Work instructions »
Your task is to reproduce exactly the lines that run from the beginning of the data through the line where "let mut fhir_version: Option<FhirVersion>" appears.

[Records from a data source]
╔══
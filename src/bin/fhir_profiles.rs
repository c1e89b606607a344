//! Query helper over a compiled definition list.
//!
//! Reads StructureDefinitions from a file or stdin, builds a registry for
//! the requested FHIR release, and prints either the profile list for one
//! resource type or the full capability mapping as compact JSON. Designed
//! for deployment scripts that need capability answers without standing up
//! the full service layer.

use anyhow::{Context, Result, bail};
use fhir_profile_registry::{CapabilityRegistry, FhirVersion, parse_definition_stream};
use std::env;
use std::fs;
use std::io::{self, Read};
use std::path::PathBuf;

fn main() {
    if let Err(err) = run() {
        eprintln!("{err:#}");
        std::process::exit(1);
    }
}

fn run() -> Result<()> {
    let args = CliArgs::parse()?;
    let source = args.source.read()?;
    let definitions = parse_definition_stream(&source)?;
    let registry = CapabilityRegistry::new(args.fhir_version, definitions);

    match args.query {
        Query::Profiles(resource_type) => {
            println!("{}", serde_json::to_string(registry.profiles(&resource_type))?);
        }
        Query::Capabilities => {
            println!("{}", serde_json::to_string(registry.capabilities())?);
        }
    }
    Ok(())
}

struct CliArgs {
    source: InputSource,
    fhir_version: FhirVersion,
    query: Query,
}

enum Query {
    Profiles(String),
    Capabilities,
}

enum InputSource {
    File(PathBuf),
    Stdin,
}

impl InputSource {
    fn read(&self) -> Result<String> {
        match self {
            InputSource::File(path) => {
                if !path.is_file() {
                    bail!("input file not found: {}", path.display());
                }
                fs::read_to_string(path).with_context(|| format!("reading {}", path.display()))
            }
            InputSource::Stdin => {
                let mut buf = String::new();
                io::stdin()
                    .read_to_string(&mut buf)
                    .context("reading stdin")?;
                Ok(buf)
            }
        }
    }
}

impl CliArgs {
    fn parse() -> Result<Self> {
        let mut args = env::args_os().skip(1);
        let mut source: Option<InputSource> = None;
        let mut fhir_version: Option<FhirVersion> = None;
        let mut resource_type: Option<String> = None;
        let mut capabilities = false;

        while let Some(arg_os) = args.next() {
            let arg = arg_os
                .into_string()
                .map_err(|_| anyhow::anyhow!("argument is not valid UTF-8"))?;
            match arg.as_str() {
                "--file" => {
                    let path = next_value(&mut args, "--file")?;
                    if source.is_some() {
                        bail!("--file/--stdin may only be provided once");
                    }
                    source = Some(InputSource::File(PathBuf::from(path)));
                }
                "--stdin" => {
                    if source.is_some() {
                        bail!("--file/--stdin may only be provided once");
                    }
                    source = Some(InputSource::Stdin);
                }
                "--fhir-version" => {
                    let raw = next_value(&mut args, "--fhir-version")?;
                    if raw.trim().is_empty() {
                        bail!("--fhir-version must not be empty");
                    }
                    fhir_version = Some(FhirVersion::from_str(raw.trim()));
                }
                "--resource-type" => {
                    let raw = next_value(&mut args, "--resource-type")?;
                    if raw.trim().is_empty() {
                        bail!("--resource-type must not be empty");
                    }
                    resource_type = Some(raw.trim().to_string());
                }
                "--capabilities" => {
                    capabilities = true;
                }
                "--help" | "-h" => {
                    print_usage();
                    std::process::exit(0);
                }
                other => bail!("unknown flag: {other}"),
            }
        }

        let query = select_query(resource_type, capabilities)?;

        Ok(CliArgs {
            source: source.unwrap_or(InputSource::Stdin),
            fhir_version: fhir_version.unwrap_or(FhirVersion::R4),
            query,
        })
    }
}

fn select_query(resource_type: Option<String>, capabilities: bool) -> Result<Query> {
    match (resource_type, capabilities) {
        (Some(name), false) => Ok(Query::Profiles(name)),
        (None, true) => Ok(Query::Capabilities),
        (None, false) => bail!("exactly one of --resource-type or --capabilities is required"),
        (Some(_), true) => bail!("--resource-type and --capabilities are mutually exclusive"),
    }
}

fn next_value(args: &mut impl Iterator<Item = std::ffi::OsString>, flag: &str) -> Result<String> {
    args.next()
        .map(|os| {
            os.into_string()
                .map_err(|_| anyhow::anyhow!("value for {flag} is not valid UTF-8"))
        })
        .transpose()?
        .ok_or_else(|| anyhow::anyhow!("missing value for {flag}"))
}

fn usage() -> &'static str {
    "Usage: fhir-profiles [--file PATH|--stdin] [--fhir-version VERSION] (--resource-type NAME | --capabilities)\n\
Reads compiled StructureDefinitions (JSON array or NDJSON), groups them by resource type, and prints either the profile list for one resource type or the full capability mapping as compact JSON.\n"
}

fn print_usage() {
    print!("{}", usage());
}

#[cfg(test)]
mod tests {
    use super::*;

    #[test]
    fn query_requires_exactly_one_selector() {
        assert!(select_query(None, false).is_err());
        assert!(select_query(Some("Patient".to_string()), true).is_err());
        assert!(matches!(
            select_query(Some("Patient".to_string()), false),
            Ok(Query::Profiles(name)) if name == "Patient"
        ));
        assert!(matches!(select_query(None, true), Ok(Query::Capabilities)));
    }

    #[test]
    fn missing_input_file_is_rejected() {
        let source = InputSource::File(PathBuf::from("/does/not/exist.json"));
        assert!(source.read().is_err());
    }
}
╚══
Response area »
filename src/bin/fhir_profiles.rs
repository c1e89b606607a344
//! Query helper over a compiled definition list.
//!
//! Reads StructureDefinitions from a file or stdin, builds a registry for
//! the requested FHIR release, and prints either the profile list for one
//! resource type or the full capability mapping as compact JSON. Designed
//! for deployment scripts that need capability answers without standing up
//! the full service layer.

use anyhow::{Context, Result, bail};
use fhir_profile_registry::{CapabilityRegistry, FhirVersion, parse_definition_stream};
use std::env;
use std::fs;
use std::io::{self, Read};
use std::path::PathBuf;

fn main() {
    if let Err(err) = run() {
        eprintln!("{err:#}");
        std::process::exit(1);
    }
}

fn run() -> Result<()> {
    let args = CliArgs::parse()?;
    let source = args.source.read()?;
    let definitions = parse_definition_stream(&source)?;
    let registry = CapabilityRegistry::new(args.fhir_version, definitions);

    match args.query {
        Query::Profiles(resource_type) => {
            println!("{}", serde_json::to_string(registry.profiles(&resource_type))?);
        }
        Query::Capabilities => {
            println!("{}", serde_json::to_string(registry.capabilities())?);
        }
    }
    Ok(())
}

struct CliArgs {
    source: InputSource,
    fhir_version: FhirVersion,
    query: Query,
}

enum Query {
    Profiles(String),
    Capabilities,
}

enum InputSource {
    File(PathBuf),
    Stdin,
}

impl InputSource {
    fn read(&self) -> Result<String> {
        match self {
            InputSource::File(path) => {
                if !path.is_file() {
                    bail!("input file not found: {}", path.display());
                }
                fs::read_to_string(path).with_context(|| format!("reading {}", path.display()))
            }
            InputSource::Stdin => {
                let mut buf = String::new();
                io::stdin()
                    .read_to_string(&mut buf)
                    .context("reading stdin")?;
                Ok(buf)
            }
        }
    }
}

impl CliArgs {
    fn parse() -> Result<Self> {
        let mut args = env::args_os().skip(1);
        let mut source: Option<InputSource> = None;
        let mut fhir_version: Option<FhirVersion> = None;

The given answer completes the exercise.